Il tutto condito dalla presenza istituzionale dell’opposizione, con esponenti PD pronti ad arrampicarsi sul carro (o sul veliero?) della Flotilla per Gaza. Non importa dove, non importa il contesto: basta esserci, purché contro. E pazienza se in piazza si intonano cori al limite dell’antisemitismo, o se si semplifica un conflitto tragico in tifo da stadio. La cosa importante è occupare lo spazio politico. Anche a costo di bloccare il Paese.


La solita Italia a due velocità

Da una parte chi lavora, chi produce, chi porta avanti questo Paese con fatica. Dall’altra chi, da decenni, agita bandiere, proclama scioperi, grida alla repressione e si erge a paladino dei popoli oppressi… tranne il proprio. E la sensazione – ogni volta – è che certi scioperi abbiano più a che fare con il teatrino ideologico che con la reale solidarietà.


Perché, diciamocelo, se davvero la CGIL fosse in piazza per “difendere i lavoratori e le lavoratrici”, forse avrebbe qualcosa da dire anche su inflazione, fisco, burocrazia, infrastrutture. Ma quelle sono battaglie concrete, difficili. Meno fotogeniche.

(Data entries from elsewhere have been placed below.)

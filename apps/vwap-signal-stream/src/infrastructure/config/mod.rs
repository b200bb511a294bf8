//! Configuration Module
//!
//! Environment-driven configuration for the stream service.

mod settings;

pub use settings::{
    ChannelSettings, ConfigError, Credentials, InstrumentSettings, ServerSettings,
    SessionSettings, SignalSettings, StreamConfig, WebSocketSettings,
};
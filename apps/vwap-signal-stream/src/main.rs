//! VWAP Signal Stream Binary
//!
//! # Usage
//!
//! ```bash
//! cargo run --bin vwap-signal-stream
//! ```
//!
//! # Environment Variables
//!
//! ## Required
//! - `DHAN_ACCESS_TOKEN`: API access token
//! - `DHAN_CLIENT_ID`: API client id
//!
//! ## Optional
//! - `VWAP_STREAM_SECURITY_ID` / `VWAP_STREAM_EXCHANGE_SEGMENT`: streamed instrument
//!   (default: 1165486 / `BSE_FNO`)
//! - `VWAP_STREAM_UNDERLYING_SCRIP` / `VWAP_STREAM_UNDERLYING_SEGMENT`: option-chain
//!   underlying (default: 51 / `IDX_I`)
//! - `VWAP_STREAM_TOUCH_THRESHOLD`: touch distance (default: 10.0)
//! - `VWAP_STREAM_HEALTH_PORT`: health and metrics port (default: 8083)
//! - `OTEL_ENABLED`, `OTEL_EXPORTER_OTLP_ENDPOINT`, `OTEL_SERVICE_NAME`: tracing export
//! - `RUST_LOG`: log filter (default: info)

use std::sync::Arc;
use std::time::Duration;

use anyhow::Context;
use tokio::signal;
use tokio::sync::mpsc;
use tokio_util::sync::CancellationToken;
use vwap_signal_stream::application::ports::DispatchOutcome;
use vwap_signal_stream::infrastructure::dhan::FeedEvent;
use vwap_signal_stream::infrastructure::events::log_events;
use vwap_signal_stream::infrastructure::telemetry;
use vwap_signal_stream::{
    DhanRestClient, EventHub, FeedClient, FeedClientConfig, HealthServer, HealthServerState,
    PipelineConfig, StreamConfig, StreamEngine, TickPipeline, TokioSignalDispatcher, init_metrics,
};

/// Graceful shutdown timeout.
const SHUTDOWN_TIMEOUT: Duration = Duration::from_secs(10);

#[tokio::main]
async fn main() -> anyhow::Result<()> {
    // Fails only if a provider is already installed.
    let _ = rustls::crypto::ring::default_provider().install_default();

    load_dotenv();

    let telemetry_guard = telemetry::init();

    tracing::info!(
        span_export = telemetry_guard.exporting(),
        "Starting VWAP signal stream"
    );

    if let Err(e) = init_metrics() {
        tracing::warn!(error = %e, "Prometheus recorder not installed");
    }

    let config = StreamConfig::from_env().context("loading configuration")?;
    log_config(&config);

    let shutdown_token = CancellationToken::new();

    // Signal lookups
    let (outcome_tx, outcome_rx) = mpsc::unbounded_channel::<DispatchOutcome>();
    let option_chain = Arc::new(
        DhanRestClient::from_settings(&config.signal, config.credentials.clone())
            .context("building option-chain client")?,
    );
    let dispatcher = Arc::new(TokioSignalDispatcher::new(
        option_chain,
        config.signal.underlying.clone(),
        config.signal.dispatch_timeout,
        outcome_tx,
    ));

    // Ingestion path
    let events = Arc::new(EventHub::new(config.channels.event_capacity));
    let pipeline = TickPipeline::new(
        PipelineConfig {
            session_start: config.session.session_start(),
            touch_threshold: config.session.touch_threshold,
        },
        Arc::new(config.session.clock()),
        dispatcher,
        Arc::clone(&events) as _,
    );
    let stats = pipeline.stats();

    let (frame_tx, frame_rx) = mpsc::channel::<Vec<u8>>(config.channels.frame_capacity);
    let engine = StreamEngine::new(pipeline, frame_rx, outcome_rx, shutdown_token.clone());

    // Feed
    let (feed_event_tx, feed_event_rx) = mpsc::channel::<FeedEvent>(64);
    let feed_client = Arc::new(FeedClient::new(
        FeedClientConfig::from_stream_config(&config),
        frame_tx,
        feed_event_tx,
        shutdown_token.clone(),
    ));
    let feed_state = feed_client.state();

    // Health
    let health_state = Arc::new(HealthServerState::new(
        env!("CARGO_PKG_VERSION").to_string(),
        feed_state,
        stats,
        Arc::clone(&events),
    ));
    let health_server = HealthServer::new(
        config.server.health_port,
        health_state,
        shutdown_token.clone(),
    );

    tokio::spawn(log_events(events.subscribe()));
    tokio::spawn(handle_feed_events(feed_event_rx));

    let engine_handle = tokio::spawn(engine.run());

    let feed_shutdown = shutdown_token.clone();
    tokio::spawn(async move {
        if let Err(e) = feed_client.run().await {
            tracing::error!(error = %e, "Feed client stopped");
            feed_shutdown.cancel();
        }
    });

    tokio::spawn(async move {
        if let Err(e) = health_server.run().await {
            tracing::error!(error = %e, "Health server error");
        }
    });

    tracing::info!("VWAP signal stream ready");

    await_shutdown(shutdown_token).await;

    match tokio::time::timeout(SHUTDOWN_TIMEOUT, engine_handle).await {
        Ok(Ok((pipeline, exit))) => {
            let vwap = pipeline.vwap_statistics();
            tracing::info!(
                ?exit,
                vwap = ?vwap.vwap,
                ticks = vwap.tick_count,
                cumulative_volume = vwap.cumulative_volume,
                "Final session state"
            );
        }
        Ok(Err(e)) => tracing::error!(error = %e, "Stream engine task failed"),
        Err(_) => tracing::warn!("Stream engine did not stop in time"),
    }

    tracing::info!("VWAP signal stream stopped");
    Ok(())
}

/// Log feed connection lifecycle events.
async fn handle_feed_events(mut rx: mpsc::Receiver<FeedEvent>) {
    while let Some(event) = rx.recv().await {
        match event {
            FeedEvent::Connected => tracing::info!("Market feed connected"),
            FeedEvent::Disconnected { reason } => {
                tracing::warn!(%reason, "Market feed disconnected");
            }
            FeedEvent::Reconnecting { attempt } => {
                tracing::info!(attempt, "Market feed reconnecting");
            }
        }
    }
}

/// Log the parsed configuration.
fn log_config(config: &StreamConfig) {
    tracing::info!(
        security_id = %config.instrument.security_id,
        exchange_segment = %config.instrument.exchange_segment,
        underlying = %config.signal.underlying,
        session_start = %config.session.session_start(),
        touch_threshold = config.session.touch_threshold,
        health_port = config.server.health_port,
        "Configuration loaded"
    );
    tracing::debug!(
        feed_url = %config.websocket.feed_url,
        rest_base_url = %config.signal.rest_base_url,
        "Broker endpoints"
    );
}

/// Load .env from the current directory or the nearest ancestor holding one.
fn load_dotenv() {
    if dotenvy::dotenv().is_ok() {
        return;
    }

    if let Ok(cwd) = std::env::current_dir() {
        for dir in cwd.ancestors().skip(1) {
            let env_path = dir.join(".env");
            if env_path.exists() {
                let _ = dotenvy::from_path(&env_path);
                return;
            }
        }
    }
}

/// Wait for SIGINT, SIGTERM, or an internal shutdown request.
async fn await_shutdown(shutdown_token: CancellationToken) {
    let ctrl_c = async {
        if let Err(e) = signal::ctrl_c().await {
            tracing::error!(error = %e, "Ctrl+C handler unavailable");
            std::future::pending::<()>().await;
        }
    };

    #[cfg(unix)]
    let terminate = async {
        match signal::unix::signal(signal::unix::SignalKind::terminate()) {
            Ok(mut sigterm) => {
                sigterm.recv().await;
            }
            Err(e) => {
                tracing::error!(error = %e, "SIGTERM handler unavailable");
                std::future::pending::<()>().await;
            }
        }
    };

    #[cfg(not(unix))]
    let terminate = std::future::pending::<()>();

    tokio::select! {
        () = ctrl_c => tracing::info!("Received Ctrl+C, initiating shutdown"),
        () = terminate => tracing::info!("Received SIGTERM, initiating shutdown"),
        () = shutdown_token.cancelled() => tracing::info!("Internal shutdown requested"),
    }

    shutdown_token.cancel();

    tracing::info!(
        timeout_secs = SHUTDOWN_TIMEOUT.as_secs(),
        "Graceful shutdown started"
    );
}
//! Prometheus Metrics Module
//!
//! Exposes stream metrics in Prometheus format.
//!
//! # Metrics Categories
//!
//! - **Feed**: frames received and dropped, websocket errors, reconnects
//! - **Pipeline**: ticks processed or suppressed, resolver fallbacks,
//!   candles, session resets, current VWAP
//! - **Signals**: dispatches, failures, dispatch latency
//!
//! Recording before [`init_metrics`] is a no-op.
//!
//! # Integration
//!
//! Metrics are exposed at `/metrics` on the health server port.

use std::sync::OnceLock;
use std::time::Duration;

use metrics::{counter, describe_counter, describe_gauge, describe_histogram, gauge, histogram};
use metrics_exporter_prometheus::{BuildError, PrometheusBuilder, PrometheusHandle};

// =============================================================================
// Global Metrics Handle
// =============================================================================

static PROMETHEUS_HANDLE: OnceLock<PrometheusHandle> = OnceLock::new();

/// Install the Prometheus recorder and register metric descriptions.
///
/// Later calls return the handle installed by the first.
///
/// # Errors
///
/// Returns an error if the recorder cannot be installed.
pub fn init_metrics() -> Result<PrometheusHandle, BuildError> {
    if let Some(handle) = PROMETHEUS_HANDLE.get() {
        return Ok(handle.clone());
    }

    let handle = PrometheusBuilder::new().install_recorder()?;
    register_metrics();
    Ok(PROMETHEUS_HANDLE.get_or_init(|| handle).clone())
}

/// Get the Prometheus handle for rendering metrics.
///
/// Returns `None` if metrics have not been initialized.
#[must_use]
pub fn get_metrics_handle() -> Option<PrometheusHandle> {
    PROMETHEUS_HANDLE.get().cloned()
}

// =============================================================================
// Metric Registration
// =============================================================================

fn register_metrics() {
    // Feed
    describe_counter!(
        "vwap_stream_frames_received_total",
        "Binary frames received from the market feed"
    );
    describe_counter!(
        "vwap_stream_frames_dropped_total",
        "Frames dropped before aggregation, by reason"
    );
    describe_counter!(
        "vwap_stream_websocket_errors_total",
        "Feed websocket errors by type"
    );
    describe_counter!(
        "vwap_stream_reconnects_total",
        "Feed reconnection attempts"
    );

    // Pipeline
    describe_counter!(
        "vwap_stream_ticks_processed_total",
        "Ticks that reached the aggregators"
    );
    describe_counter!(
        "vwap_stream_ticks_suppressed_total",
        "Ticks without new traded volume"
    );
    describe_counter!(
        "vwap_stream_resolver_fallbacks_total",
        "Cumulative volume rollbacks resolved with last traded quantity"
    );
    describe_counter!("vwap_stream_candles_closed_total", "Candles completed");
    describe_counter!(
        "vwap_stream_session_resets_total",
        "VWAP session resets"
    );
    describe_gauge!("vwap_stream_vwap", "Current session VWAP");
    describe_histogram!(
        "vwap_stream_tick_processing_seconds",
        "Time to decode and aggregate one frame"
    );

    // Signals
    describe_counter!(
        "vwap_stream_signals_dispatched_total",
        "Signal lookups dispatched on a VWAP touch"
    );
    describe_counter!(
        "vwap_stream_signals_generated_total",
        "Signals generated, by direction"
    );
    describe_counter!(
        "vwap_stream_dispatch_failures_total",
        "Failed signal lookups, by kind"
    );
    describe_histogram!(
        "vwap_stream_dispatch_seconds",
        "Signal lookup duration"
    );
}

// =============================================================================
// Metric Recording Functions
// =============================================================================

/// Reasons a frame never reaches the aggregators.
#[derive(Debug, Clone, Copy, PartialEq, Eq)]
pub enum DropReason {
    /// Frame shorter than a quote packet.
    TooShort,
    /// Not a quote packet.
    UnexpectedType,
    /// Engine channel full.
    ChannelFull,
}

impl DropReason {
    const fn as_str(self) -> &'static str {
        match self {
            Self::TooShort => "too_short",
            Self::UnexpectedType => "unexpected_type",
            Self::ChannelFull => "channel_full",
        }
    }
}

/// Record a frame received from the feed.
pub fn record_frame_received() {
    counter!("vwap_stream_frames_received_total").increment(1);
}

/// Record a dropped frame.
pub fn record_frame_dropped(reason: DropReason) {
    counter!(
        "vwap_stream_frames_dropped_total",
        "reason" => reason.as_str()
    )
    .increment(1);
}

/// Record a feed websocket error.
pub fn record_websocket_error(error_type: &str) {
    counter!(
        "vwap_stream_websocket_errors_total",
        "error_type" => error_type.to_string()
    )
    .increment(1);
}

/// Record a feed reconnection attempt.
pub fn record_reconnect() {
    counter!("vwap_stream_reconnects_total").increment(1);
}

/// Record a tick that reached the aggregators.
pub fn record_tick_processed() {
    counter!("vwap_stream_ticks_processed_total").increment(1);
}

/// Record a tick suppressed for lack of new volume.
pub fn record_tick_suppressed() {
    counter!("vwap_stream_ticks_suppressed_total").increment(1);
}

/// Record a cumulative-volume rollback.
pub fn record_resolver_fallback() {
    counter!("vwap_stream_resolver_fallbacks_total").increment(1);
}

/// Record a completed candle.
pub fn record_candle_closed() {
    counter!("vwap_stream_candles_closed_total").increment(1);
}

/// Record a VWAP session reset.
pub fn record_session_reset() {
    counter!("vwap_stream_session_resets_total").increment(1);
}

/// Update the VWAP gauge.
pub fn set_vwap(vwap: f64) {
    gauge!("vwap_stream_vwap").set(vwap);
}

/// Record frame processing duration.
pub fn record_tick_duration(duration: Duration) {
    histogram!("vwap_stream_tick_processing_seconds").record(duration.as_secs_f64());
}

/// Record a dispatched signal lookup.
pub fn record_signal_dispatched() {
    counter!("vwap_stream_signals_dispatched_total").increment(1);
}

/// Record a generated signal.
pub fn record_signal_generated(signal: &'static str) {
    counter!(
        "vwap_stream_signals_generated_total",
        "signal" => signal
    )
    .increment(1);
}

/// Record a failed signal lookup.
pub fn record_dispatch_failure(kind: &'static str) {
    counter!(
        "vwap_stream_dispatch_failures_total",
        "kind" => kind
    )
    .increment(1);
}

/// Record signal lookup duration.
pub fn record_dispatch_duration(duration: Duration) {
    histogram!("vwap_stream_dispatch_seconds").record(duration.as_secs_f64());
}

// =============================================================================
// Tests
// =============================================================================

#[cfg(test)]
mod tests {
    use super::*;

    #[test]
    fn drop_reason_as_str() {
        assert_eq!(DropReason::TooShort.as_str(), "too_short");
        assert_eq!(DropReason::UnexpectedType.as_str(), "unexpected_type");
        assert_eq!(DropReason::ChannelFull.as_str(), "channel_full");
    }

    #[test]
    fn recording_without_recorder_is_noop() {
        record_frame_received();
        record_frame_dropped(DropReason::TooShort);
        set_vwap(100.0);
        record_tick_duration(Duration::from_micros(5));
    }
}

In conclusione: Gaza è un tema tragico e complesso, su cui ognuno ha il diritto di avere un’opinione. Ma trasformare un conflitto internazionale in una scusa per scioperare e bloccare le città italiane, quello no. Quello è solo il vecchio vizio di una certa sinistra che non riesce a uscire dal Novecento. E ogni tanto, forse, dovrebbe ricordarsi che l’Italia è ancora qui. Con i suoi problemi. E con milioni di cittadini che non hanno tempo per le manifestazioni, perché devono lavorare.